Dans l’église Ste Catherine, nous avons retrouvé une dalle funéraire au nom de « Maria Schlitzweck, honnête matrone, épouse aimante du noble et excellentissime Dr. J. Remus Quietanus, conseiller et médecin du Sérénissime archiduc Léopold etc. ». L’épitaphe précise qu’elle a vécu 37 ans, six mois et 11 jours. Quietanus a le souci de la précision en toutes circonstances.
"...honnête matrone, épouse aimante du noble et excellentissime Dr J. Remus Quietanus, conseiller et médecin du Sérénissime archiduc Léopold etc."
Et les registres paroissiaux montrent encore que Remus Quietanus s’est remarié 15 ans plus tard avec Maria Helena Freudenstehl, originaire d’Ensisheim avant de s’éteindre à l’âge de 66 ans, le 17 octobre 1654 à Rouffach.
Ainsi, cet astronome qui a côtoyé les grands de son époque, prélats, princes ou savants, a passé plus de trente ans à Rouffach, en notre cité.
Jacques Mertzeisen, 20 juin 2018.
Ancien professeur de Mathématiques à Colmar et Wintzenheim, Jacques Mertzeisen s’emploie à présent à ses autres passions, notamment l’Astronomie et son histoire.
Illustrations :
Figure 1 : Le cadran solaire des Récollets de Rouffach montre Mercure en conjonction inférieure avec le Soleil. Coïncidence ?
Figure 2 : L'hélioscope de Scheiner ( Rosa Ursina Cristoph Scheiner) ETH Zürich.
Figure 3 : Le compte-rendu du transit de 1631, extrait de Historia Coelestis, ETH Zürich.
Figure 4: Incipit du Restitutio universalis motuum coelestis, manuscrit de Quietanus, Rome 1615
Figure 5 : L’archiduc Leopold, ex-évêque de Strasbourg en bonne compagnie.
Figure 6 : La dalle funéraire de Maria Schlitzweck
Notes:
[1] Tables astronomiques ainsi nommées en l’honneur de l’empereur Rodolphe II de Habsbourg.
[2] Jean-Pierre Luminet, Les passages de Mercure, 2016, blog de Futura-sciences.

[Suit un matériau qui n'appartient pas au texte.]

use super::Font;

// Helvetica advance widths (1/1000 em) for 0x20..=0x7E.
const HELVETICA: [u16; 95] = [
    278, 278, 355, 556, 556, 889, 667, 191, 333, 333, 389, 584, 278, 333, 278, 278, // ' '..'/'
    556, 556, 556, 556, 556, 556, 556, 556, 556, 556, // '0'..'9'
    278, 278, 584, 584, 584, 556, 1015, // ':'..'@'
    667, 667, 722, 722, 667, 611, 778, 722, 278, 500, 667, 556, 833, // 'A'..'M'
    722, 778, 667, 778, 722, 667, 611, 722, 667, 944, 667, 667, 611, // 'N'..'Z'
    278, 278, 278, 469, 556, 333, // '['..'`'
    556, 556, 500, 556, 556, 278, 556, 556, 222, 222, 500, 222, 833, // 'a'..'m'
    556, 556, 556, 556, 333, 500, 278, 556, 500, 722, 500, 500, 500, // 'n'..'z'
    334, 260, 334, 584, // '{'..'~'
];

const FALLBACK: u16 = 556;

fn char_width(c: char, font: Font) -> f32 {
    let code = c as u32;
    let base = if (0x20..=0x7E).contains(&code) {
        HELVETICA[(code - 0x20) as usize]
    } else {
        FALLBACK
    };
    match font {
        Font::Regular => base as f32,
        Font::Bold => base as f32 * 1.06, // bold runs slightly wider
    }
}

/// Width of `text` in points at `size`.
pub fn text_width(text: &str, font: Font, size: f32) -> f32 {
    text.chars().map(|c| char_width(c, font)).sum::<f32>() * size / 1000.0
}

/// Longest prefix of `text` that fits `max_width`, ending in "..." when cut.
pub fn truncate_to_width(text: &str, font: Font, size: f32, max_width: f32) -> String {
    if text_width(text, font, size) <= max_width {
        return text.to_owned();
    }
    let ellipsis = text_width("...", font, size);
    let mut used = 0.0;
    let mut out = String::new();
    for c in text.chars() {
        let w = char_width(c, font) * size / 1000.0;
        if used + w + ellipsis > max_width {
            break;
        }
        used += w;
        out.push(c);
    }
    if out.is_empty() && ellipsis > max_width {
        return String::new();
    }
    out.push_str("...");
    out
}

/// Greedy word wrap; words longer than a line are split by character.
pub fn wrap_text(text: &str, font: Font, size: f32, max_width: f32) -> Vec<String> {
    let mut lines = Vec::new();
    for paragraph in text.split('\n') {
        let mut line = String::new();
        for word in paragraph.split_whitespace() {
            let candidate = if line.is_empty() {
                word.to_owned()
            } else {
                format!("{line} {word}")
            };
            if text_width(&candidate, font, size) <= max_width {
                line = candidate;
                continue;
            }
            if !line.is_empty() {
                lines.push(std::mem::take(&mut line));
            }
            if text_width(word, font, size) <= max_width {
                line = word.to_owned();
            } else {
                for c in word.chars() {
                    let mut next = line.clone();
                    next.push(c);
                    if !line.is_empty() && text_width(&next, font, size) > max_width {
                        lines.push(std::mem::take(&mut line));
                        line.push(c);
                    } else {
                        line = next;
                    }
                }
            }
        }
        lines.push(line);
    }
    lines
}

[3] L’hélioscope de Scheiner permet de projeter l’image du Soleil sur un écran.
[4] Voir pages 955 et 956 Compte-rendu du transit du 7 novembre 1631.
[5] Astronomie par Jérôme de La Lande, 1771
[6] Max Caspar, Johannes Kepler gesammelte Werke, vol16, Brief 623, Munich 1955.
[7] Une copie de ce manuscrit est déposée aux Archives municipales de Rouffach.
[8] Remus Quietanus, Observationes et descriptiones duorum cometarum qui anno 1618… , museo Galileo, Florence.
[9] Cette correspondance avec Faber sera exploitée dans un prochain article.
[10] Gérard Michel, L’affaire des poisons de Gueberschwihr, Les saisons d’Alsace n°75, avril 2018.
[11] R. Baerel, N. Borregan, Les martyrs de Rouffach pendant la guerre de Trente ans, Annuaire de la Société d’Histoire de Rouffach n° 10, 2016.